WHAT THE EXERCISE ASKS | Print every line of the listing exactly, please.
***** AVAILABLE DATA *****
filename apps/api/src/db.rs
use anyhow::Result;
use sqlx::postgres::PgPoolOptions;
use sqlx::PgPool;
use tracing::info;

/// Creates and returns a PostgreSQL connection pool.
pub async fn create_pool(database_url: &str) -> Result<PgPool> {
    info!("Connecting to PostgreSQL...");

    let pool = PgPoolOptions::new()
        .max_connections(10)
        .connect(database_url)
        .await?;

    info!("PostgreSQL connection pool established");
    Ok(pool)
}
*****
RESPONSE FOR THIS EXERCISE |
filename apps/api/src/db.rs
use anyhow::Result;
use sqlx::postgres::PgPoolOptions;
use sqlx::PgPool;
use tracing::info;

/// Creates and returns a PostgreSQL connection pool.
pub async fn create_pool(database_url: &str) -> Result<PgPool> {
    info!("Connecting to PostgreSQL...");

    let pool = PgPoolOptions::new()
        .max_connections(10)
        .connect(database_url)
        .await?;

    info!("PostgreSQL connection pool established");
    Ok(pool)
}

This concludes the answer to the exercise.